On January 26, 2021, the Senate Commerce, Science, and Transportation Committee (the Committee) held a hearing on the nomination of Rhode Island Governor Gina Raimondo, to be the Secretary of Commerce). Wiley’s Telecom, Media, and Technology Practice, with the National Security practice, are following developments at the Department of Commerce and identify herein a few notable comments and exchanges that may be relevant to several open tech issues before Commerce.

Nominee Raimondo Indicated She Would Be Tough on China but Avoided Policy Commitments. The tech sector and many parts of the U.S. economy (not to mention governments and businesses overseas) are eager to see what the Biden Administration will do with several China-related proceedings. Gov. Raimondo emphasized that national security has to come first and that the Biden Administration is pursuing a whole-of-government approach. With respect to 5G, she said the United States can’t let China or any other country have a backdoor to our networks, which will compromise our national and economic security. She said she will use the “entire toolkit” to combat China to its fullest extent. However, in response to a question from Senator Cruz, she did not commit to keeping any particular Chinese company, including Huawei, on the Entity List. She also committed to working with our allies on our China approach. In response to Senator Blackburn, Raimondo committed not to nationalize a 5G network.

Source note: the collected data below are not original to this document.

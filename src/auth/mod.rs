//! # Auth Module
//!
//! Role-based login, password checks and stateless session tokens.

pub mod errors;
pub mod jwt;
pub mod login;
pub mod password;
pub mod role;

pub use errors::{AuthError, AuthResult, ErrorResponse};
pub use jwt::{JwtManager, SessionClaims, DEFAULT_TOKEN_TTL_HOURS};
pub use login::{LoginRequest, LoginResponse, LoginService, UserProfile};
pub use password::{hash_password, is_hashed, verify_password};
pub use role::Role;
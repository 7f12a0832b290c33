//! # Credential Store
//!
//! Collection-per-role document storage. Each role (`admin`, `teacher`,
//! `student`, `staff`) has its own collection of login records; non-credential
//! data such as `grade` lives alongside them.
//!
//! Backends: [`MongoStore`] for `mongodb://` deployments, [`MemoryStore`] for
//! the built-in demo data and JSON files.

pub mod document;
pub mod errors;
pub mod memory;
pub mod mongo;
pub mod seed;

pub use document::{Document, Filter, FindOptions, SortDirection, SortKey, ID_FIELD};
pub use errors::{StoreError, StoreResult};
pub use memory::MemoryStore;
pub use mongo::{is_mongodb_uri, MongoStore};

/// Document store backend
pub trait DocumentStore: Send + Sync {
    /// Find documents matching a filter
    fn find(
        &self,
        collection: &str,
        filter: &Filter,
        options: &FindOptions,
    ) -> StoreResult<Vec<Document>>;

    /// Count documents matching a filter
    fn count(&self, collection: &str, filter: &Filter) -> StoreResult<u64>;

    /// Connectivity probe
    fn ping(&self) -> StoreResult<()>;

    /// Names of all collections
    fn collection_names(&self) -> StoreResult<Vec<String>>;
}
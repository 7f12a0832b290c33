//! # MongoDB Document Store
//!
//! `DocumentStore` over the MongoDB driver's blocking API. The client
//! connects lazily, so an unreachable server surfaces on the first query
//! rather than at startup.
//!
//! Calls block the current thread; async callers run them on the blocking
//! pool.

use mongodb::bson::{self, doc, Bson, Document as BsonDocument};
use mongodb::sync::{Client, Collection, Database};
use serde_json::Value;

use super::document::{Document, Filter, FindOptions, SortDirection, SortKey, ID_FIELD};
use super::errors::{StoreError, StoreResult};
use super::DocumentStore;

/// URI schemes handled by the MongoDB driver
pub const MONGODB_SCHEMES: [&str; 2] = ["mongodb://", "mongodb+srv://"];

/// Whether a store URI points at a MongoDB deployment
pub fn is_mongodb_uri(uri: &str) -> bool {
    MONGODB_SCHEMES.iter().any(|s| uri.starts_with(s))
}

/// Collection-per-role store backed by a MongoDB database
#[derive(Debug, Clone)]
pub struct MongoStore {
    db: Database,
}

impl MongoStore {
    /// Parse `uri` and select `database`
    pub fn connect(uri: &str, database: &str) -> StoreResult<Self> {
        let client = Client::with_uri_str(uri)?;
        tracing::info!(database, "MongoDB client configured");
        Ok(Self {
            db: client.database(database),
        })
    }

    pub fn database_name(&self) -> &str {
        self.db.name()
    }

    fn collection(&self, name: &str) -> Collection<BsonDocument> {
        self.db.collection::<BsonDocument>(name)
    }
}

impl DocumentStore for MongoStore {
    fn find(
        &self,
        collection: &str,
        filter: &Filter,
        options: &FindOptions,
    ) -> StoreResult<Vec<Document>> {
        let coll = self.collection(collection);
        let mut action = coll.find(filter_document(filter)?);
        if !options.sort.is_empty() {
            action = action.sort(sort_document(&options.sort));
        }
        if let Some(fields) = &options.projection {
            action = action.projection(projection_document(fields));
        }

        let cursor = action.run()?;
        let mut docs = Vec::new();
        for row in cursor {
            docs.push(to_json_document(row?)?);
        }
        tracing::debug!(collection, count = docs.len(), "mongodb find");
        Ok(docs)
    }

    fn count(&self, collection: &str, filter: &Filter) -> StoreResult<u64> {
        Ok(self
            .collection(collection)
            .count_documents(filter_document(filter)?)
            .run()?)
    }

    fn ping(&self) -> StoreResult<()> {
        self.db.run_command(doc! { "ping": 1 }).run()?;
        Ok(())
    }

    fn collection_names(&self) -> StoreResult<Vec<String>> {
        let mut names = self.db.list_collection_names().run()?;
        names.sort();
        Ok(names)
    }
}

/// Equality clauses as a query document
fn filter_document(filter: &Filter) -> StoreResult<BsonDocument> {
    bson::to_document(filter.clauses()).map_err(|e| StoreError::malformed(e.to_string()))
}

fn sort_document(keys: &[SortKey]) -> BsonDocument {
    keys.iter()
        .map(|key| {
            let direction = match key.direction {
                SortDirection::Ascending => 1,
                SortDirection::Descending => -1,
            };
            (key.field.clone(), Bson::Int32(direction))
        })
        .collect()
}

fn projection_document(fields: &[String]) -> BsonDocument {
    fields
        .iter()
        .map(|field| (field.clone(), Bson::Int32(1)))
        .collect()
}

/// Convert a driver document to JSON, with an ObjectId `_id` as its hex string
fn to_json_document(mut row: BsonDocument) -> StoreResult<Document> {
    if let Some(Bson::ObjectId(oid)) = row.get(ID_FIELD) {
        let hex = oid.to_hex();
        row.insert(ID_FIELD, hex);
    }
    match Bson::Document(row).into_relaxed_extjson() {
        Value::Object(map) => Ok(map),
        other => Err(StoreError::malformed(format!(
            "expected a document, got {other}"
        ))),
    }
}
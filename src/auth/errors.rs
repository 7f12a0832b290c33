//! # Auth Errors
//!
//! Every failure the login and token flows can produce, with the HTTP status
//! and machine code each one maps to. Authentication failures share one
//! generic message so callers cannot tell an unknown email from a wrong
//! password.

use serde::Serialize;
use thiserror::Error;

use crate::query_shim::ShimError;
use crate::store::StoreError;

/// Result type for auth operations
pub type AuthResult<T> = Result<T, AuthError>;

/// Auth error types
#[derive(Debug, Error)]
pub enum AuthError {
    /// One of email, password or role is absent or empty
    #[error("Email, password, and role are required")]
    MissingFields,

    /// Role is not one of the known roles
    #[error("Valid role is required (admin, teacher, student, staff)")]
    InvalidRole(String),

    /// Request body could not be parsed
    #[error("Invalid request body: {0}")]
    MalformedRequest(String),

    /// Unknown email or wrong password
    #[error("Invalid credentials")]
    InvalidCredentials,

    /// No bearer token on a protected call
    #[error("No token provided")]
    MissingToken,

    /// Token failed signature or format checks
    #[error("Invalid token")]
    TokenInvalid(String),

    /// Token is past its expiry
    #[error("Invalid token")]
    TokenExpired,

    /// Token could not be signed
    #[error("Token creation failed: {0}")]
    TokenCreation(String),

    /// Password hashing or hash parsing failed
    #[error("Password hashing failed: {0}")]
    Hashing(String),

    /// Store failure reached directly
    #[error("Database error: {0}")]
    Store(#[from] StoreError),

    /// Store failure reached through the query shim
    #[error("Database error: {0}")]
    Shim(#[from] ShimError),
}

impl AuthError {
    /// Get HTTP status code for this error
    pub fn status_code(&self) -> u16 {
        match self {
            Self::MissingFields | Self::InvalidRole(_) | Self::MalformedRequest(_) => 400,
            Self::InvalidCredentials
            | Self::MissingToken
            | Self::TokenInvalid(_)
            | Self::TokenExpired => 401,
            Self::TokenCreation(_) | Self::Hashing(_) | Self::Store(_) | Self::Shim(_) => 500,
        }
    }

    /// Get error code for API responses
    pub fn error_code(&self) -> &'static str {
        match self {
            Self::MissingFields => "MISSING_FIELDS",
            Self::InvalidRole(_) => "INVALID_ROLE",
            Self::MalformedRequest(_) => "MALFORMED_REQUEST",
            Self::InvalidCredentials => "INVALID_CREDENTIALS",
            Self::MissingToken => "MISSING_TOKEN",
            Self::TokenInvalid(_) => "TOKEN_INVALID",
            Self::TokenExpired => "TOKEN_EXPIRED",
            Self::TokenCreation(_) => "TOKEN_CREATION_FAILED",
            Self::Hashing(_) => "HASHING_FAILED",
            Self::Store(e) => e.error_code(),
            Self::Shim(e) => e.error_code(),
        }
    }
}

/// API error response
#[derive(Debug, Serialize)]
pub struct ErrorResponse {
    pub success: bool,
    pub message: String,
    pub code: &'static str,
}

impl From<&AuthError> for ErrorResponse {
    fn from(err: &AuthError) -> Self {
        Self {
            success: false,
            message: err.to_string(),
            code: err.error_code(),
        }
    }
}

Expanding 5G, Broadband Access are Bipartisan Priorities for the Committee. The Commerce Department plays an important role in several efforts related to 5G and broadband in several components including the National Telecommunications and Information Administration (NTIA). At the hearing, most of the discussion around NTIA was around the importance of getting broadband to un- and underserved communities, especially during the pandemic. In response to a question from Senator Thune about how to resolve conflicts between NTIA and the FCC, Gov. Raimondo expressed support for finding/freeing up additional publicly and privately held spectrum for 5G. She also assured Senator Capito that broadband mapping would be a priority and she would work with stakeholders to assess needs on the ground.

Privacy Is and Will Be a Major Issue. Commerce plays a role in coordinating Administration positions on privacy regulation and works with several federal agencies on international issues that touch U.S. federal privacy policy. Notably, Senator Wicker wants Privacy Shield negotiations wrapped up quickly. The first policy that Chairman Wicker in raised in his questioning was the EU/U.S privacy negotiations, which several other senators also emphasized was a priority. Gov. Raimondo noted that reaching an agreement quickly was a priority for her as well and that she understood that negotiations were going well.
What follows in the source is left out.